The part that I must respond to is this: “I respect all thoughts and opinions, however, I don’t believe that someone’s demise is the time to bring up their past. Doing so could give off the impression that he deserved what happened or “had it coming”. Whether we like it or not, there are people who care for him such as his who care for him such as his family and fans, and they deserve to take this time to mourn and express their feelings without judgment”. While I appreciate and am grateful for the respect this person showed me, as a journalist, my only obligation is to the truth. The truth is what do we have to say for ourselves that we’re so adamant about protecting violent men than the people they’ve enacted violence upon…? When the circle of a controversial life is complete, we must examine the legacy left behind. I was right to interrogate X and that was furthered by his taped confession back in 2016. I felt affirmed that if I have an inclination, a curiosity that I must pursue it to its logical conclusion. All of this was a teachable moment: How do I show up for myself in the face of opposition? How do I protect myself while still doing the work? How do I push through despite my doubts and worries?

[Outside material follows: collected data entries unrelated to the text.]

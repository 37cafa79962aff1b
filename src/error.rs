use std::result;

use thiserror::Error as ThisError;

pub type Result<T> = result::Result<T, Error>;

#[derive(Debug, Clone, Eq, PartialEq, ThisError)]
pub enum Error {
    #[error("{0}")]
    Telegram(String),
    #[error("{0}")]
    Database(String),
    #[error("{0}")]
    Cache(String),
    #[error("{0}")]
    Giveaway(String),
    #[error("{0}")]
    Draw(DrawError),
    #[error("{0}")]
    Publish(PublishError),
}

// Failures of the draw step. Kept as a separate enum so the owner-facing
// handlers can tell a retryable precondition from a state conflict.
#[derive(Debug, Clone, Eq, PartialEq, ThisError)]
pub enum DrawError {
    #[error("The giveaway must be ended before drawing winners (current status: {0}).")]
    InvalidStatus(String),
    #[error("Not enough eligible entries: {eligible} eligible, {required} required.")]
    NotEnoughEligible { eligible: u32, required: u32 },
    #[error("Winners have already been drawn for this giveaway.")]
    AlreadyDrawn,
}

// Failures of the publish step that are real errors. Losing the publish
// race is not among them: that case is reported as a regular outcome.
#[derive(Debug, Clone, Eq, PartialEq, ThisError)]
pub enum PublishError {
    #[error("Winners must be drawn before publishing results (current status: {0}).")]
    InvalidStatus(String),
    #[error("The giveaway has no publish channel attached.")]
    MissingChannel,
}

impl From<teloxide::RequestError> for Error {
    fn from(err: teloxide::RequestError) -> Error {
        Error::Telegram(err.to_string())
    }
}

impl From<sqlx::Error> for Error {
    fn from(err: sqlx::Error) -> Error {
        Error::Database(err.to_string())
    }
}

impl From<redis::RedisError> for Error {
    fn from(err: redis::RedisError) -> Error {
        Error::Cache(err.to_string())
    }
}

impl From<DrawError> for Error {
    fn from(err: DrawError) -> Error {
        Error::Draw(err)
    }
}

impl From<PublishError> for Error {
    fn from(err: PublishError) -> Error {
        Error::Publish(err)
    }
}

Threats are nothing new to me, I’ve had cruelties hurled at me for as long as I’ve been writing about music. I push and the world pushes harder, I bite back and the world opens its maw to tear me apart with the happy rage of kingdom come. As much fight as I have in me, I still break and I break often. I was scared to write after that op-ed, and it didn’t help that I am not supported by the platform I currently write for, but I confess: that’s not entirely fair. I’m told sometimes that I’m unfair and accusatory, that I keep score of those who have hurt me without also being mindful of those who I have hurt. The lack of support is because I am supposed to be The Support ™️. Being in this position makes the stakes higher because now if I fail, I have failed others who need me—my staff writers. Despite this pressure on this bridge called my back: I’ve never been alone and sometimes I lose sight of that. I’ve been alone and I am seen by people who are invested in my success. I’ve been remarkably fortunate to have received a tremendous amount of support from my colleagues in poetry, who have pushed me, who checked in me on and knew if I wasn’t writing then something was wrong, who encouraged me every step of the way and reminded me how powerful I am, that I a light people gravitate towards. In the coming year, I’m doing my best to hold that close, that should I fall I have people in my corner who will catch me. That there are more people cheering me on than there are people praying that I fail.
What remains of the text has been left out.